Plasmodium sasai

Scientific classification
- Domain: Eukaryota
- Clade: Sar
- Clade: Alveolata
- Phylum: Apicomplexa
- Class: Aconoidasida
- Order: Haemospororida
- Family: Plasmodiidae
- Genus: Plasmodium
- Species: P. sasai
- Binomial name: Plasmodium sasai Telford and Ball, 1969

= Plasmodium sasai =

- Genus: Plasmodium
- Species: sasai
- Authority: Telford and Ball, 1969

Species of single-celled organism

Plasmodium sasai is a parasite of the genus Plasmodium subgenus Sauramoeba.

Like all Plasmodium species P. sasai has both vertebrate and insect hosts. The vertebrate hosts for this parasite are reptiles.

== Description ==

The parasite was first described by Telford and Ball in 1969 in the lacertid Takydromus tachydromoides.

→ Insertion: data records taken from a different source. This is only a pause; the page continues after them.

use nalgebra::{Isometry3, Matrix4, Perspective3, Point3, Vector3};

/// The view point from which the model is rendered.
///
/// A perspective (pinhole) camera that always looks at a target point. The
/// view and projection matrices are kept in sync with the camera parameters;
/// after changing `aspect` by hand call
/// [`update_projection_matrix`](Self::update_projection_matrix).
#[derive(Debug, Clone)]
pub struct PerspectiveCamera {
    /// Vertical field of view in degrees.
    pub fov_degrees: f32,
    /// Width over height of the render surface.
    pub aspect: f32,
    /// Near plane distance. Must be greater than `0.0` and less than `far`.
    pub near: f32,
    /// Far plane distance.
    pub far: f32,

    position: Point3<f32>,
    target: Point3<f32>,
    up: Vector3<f32>,
    projection_matrix: Matrix4<f32>,
    view_matrix: Matrix4<f32>,
}

impl PerspectiveCamera {
    /// Creates a camera at the origin looking down -Z.
    pub fn new(fov_degrees: f32, aspect: f32, near: f32, far: f32) -> Self {
        let mut camera = Self {
            fov_degrees,
            aspect,
            near,
            far,
            position: Point3::origin(),
            target: Point3::new(0.0, 0.0, -1.0),
            up: Vector3::y(),
            projection_matrix: Matrix4::identity(),
            view_matrix: Matrix4::identity(),
        };
        camera.update_projection_matrix();
        camera.update_view_matrix();
        camera
    }

    /// Recomputes the projection matrix from `fov_degrees`, `aspect`, `near`, `far`.
    pub fn update_projection_matrix(&mut self) {
        self.projection_matrix =
            Perspective3::new(self.aspect, self.fov_degrees.to_radians(), self.near, self.far)
                .to_homogeneous();
    }

    pub fn set_aspect(&mut self, aspect: f32) {
        self.aspect = aspect;
        self.update_projection_matrix();
    }

    /// Moves the camera, keeping its current target.
    pub fn set_position(&mut self, position: Point3<f32>) {
        self.position = position;
        self.update_view_matrix();
    }

    /// Turns the camera towards `target`.
    pub fn look_at(&mut self, target: Point3<f32>) {
        self.target = target;
        self.update_view_matrix();
    }

    fn update_view_matrix(&mut self) {
        // Degenerate when position == target; keep the previous view then.
        if (self.position - self.target).norm_squared() <= f32::EPSILON {
            return;
        }
        self.view_matrix = Isometry3::look_at_rh(&self.position, &self.target, &self.up).to_homogeneous();
    }

    pub fn position(&self) -> Point3<f32> {
        self.position
    }

    pub fn target(&self) -> Point3<f32> {
        self.target
    }

    pub fn projection_matrix(&self) -> &Matrix4<f32> {
        &self.projection_matrix
    }

    pub fn view_matrix(&self) -> &Matrix4<f32> {
        &self.view_matrix
    }

    pub fn view_projection_matrix(&self) -> Matrix4<f32> {
        self.projection_matrix * self.view_matrix
    }
}
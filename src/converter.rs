//! The convert-an-image flow behind the converter page.
//!
//! Select an image, convert it once, download the result. Every step that
//! the user should hear about leaves a [`Notice`] behind.

use std::path::{Path, PathBuf};

use tracing::{error, info};

use crate::artifact::ModelArtifact;
use crate::client::ModelClient;
use crate::error::SnapcadError;
use crate::notice::Notice;
use crate::upload::{ImageUpload, UploadError};

#[derive(Debug, Clone, PartialEq)]
pub enum ConverterState {
    Empty,
    Selected(ImageUpload),
    /// A request for this image is in flight.
    Converting(ImageUpload),
    Converted {
        image: ImageUpload,
        artifact: ModelArtifact,
    },
    Failed {
        image: ImageUpload,
        message: String,
    },
}

impl ConverterState {
    pub fn image(&self) -> Option<&ImageUpload> {
        match self {
            ConverterState::Empty => None,
            ConverterState::Selected(image) | ConverterState::Converting(image) => Some(image),
            ConverterState::Converted { image, .. } | ConverterState::Failed { image, .. } => Some(image),
        }
    }

    pub fn artifact(&self) -> Option<&ModelArtifact> {
        match self {
            ConverterState::Converted { artifact, .. } => Some(artifact),
            _ => None,
        }
    }
}

pub struct ConversionFlow {
    client: ModelClient,
    state: ConverterState,
    notices: Vec<Notice>,
}

impl ConversionFlow {
    pub fn new(client: ModelClient) -> Self {
        Self {
            client,
            state: ConverterState::Empty,
            notices: Vec::new(),
        }
    }

    pub fn state(&self) -> &ConverterState {
        &self.state
    }

    /// Pick a new image. Any previous selection or result is discarded.
    pub fn select_image(&mut self, image: ImageUpload) {
        info!("Selected image '{}' ({} bytes)", image.file_name(), image.len());
        self.state = ConverterState::Selected(image);
    }

    pub fn clear(&mut self) {
        self.state = ConverterState::Empty;
    }

    /// Convert the selected image.
    ///
    /// An image that already converted is not sent again; its artifact is
    /// returned as is. Calling this after a failure is a retry.
    pub async fn convert(&mut self) -> Result<ModelArtifact, String> {
        let image = match std::mem::replace(&mut self.state, ConverterState::Empty) {
            ConverterState::Empty => {
                self.notices.push(Notice::error(
                    "No image selected",
                    "Please select an image to convert.",
                ));
                return Err(SnapcadError::from(UploadError::Empty).into());
            }
            ConverterState::Converted { image, artifact } => {
                info!("'{}' is already converted", image.file_name());
                self.state = ConverterState::Converted {
                    image,
                    artifact: artifact.clone(),
                };
                return Ok(artifact);
            }
            ConverterState::Selected(image)
            | ConverterState::Converting(image)
            | ConverterState::Failed { image, .. } => image,
        };

        self.state = ConverterState::Converting(image.clone());
        match self.client.request_model(&image).await {
            Ok(artifact) => {
                info!("Converted '{}' into a {} byte model", image.file_name(), artifact.len());
                self.notices.push(Notice::success(
                    "Conversion complete!",
                    "Your 3D model is ready to download.",
                ));
                self.state = ConverterState::Converted {
                    image,
                    artifact: artifact.clone(),
                };
                Ok(artifact)
            }
            Err(e) => {
                let message = e.to_string();
                error!("Conversion of '{}' failed: {}", image.file_name(), message);
                self.notices.push(Notice::error("Conversion failed", message.clone()));
                self.state = ConverterState::Failed {
                    image,
                    message: message.clone(),
                };
                Err(SnapcadError::from(e).into())
            }
        }
    }

    /// Save the converted model into `dir`.
    pub fn download(&mut self, dir: &Path) -> Result<PathBuf, String> {
        let artifact = self
            .state
            .artifact()
            .ok_or_else(|| SnapcadError::Download("No model has been generated yet".to_string()))?;

        match artifact.save_to_dir(dir) {
            Ok(path) => {
                self.notices.push(Notice::success(
                    "Download started",
                    format!("Saving your 3D model to {}", path.display()),
                ));
                Ok(path)
            }
            Err(e) => {
                error!("Failed to save model into {:?}: {}", dir, e);
                self.notices.push(Notice::error("Download failed", e.to_string()));
                Err(SnapcadError::Download(e.to_string()).into())
            }
        }
    }

    /// Take the notices raised since the last call.
    pub fn drain_notices(&mut self) -> Vec<Notice> {
        std::mem::take(&mut self.notices)
    }
}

== Geographical occurrence ==

This species is found in Japan and Thailand.

== Clinical features and host pathology ==

The vertebrate hosts for this species are lizards of the genus Takydromus. The insect vector is not yet known.

Infection of Takydromus tachydromoides is commonw with 90% adults infected. Infection occurs early in life with 80%+ infected within the first few weeks of hatching.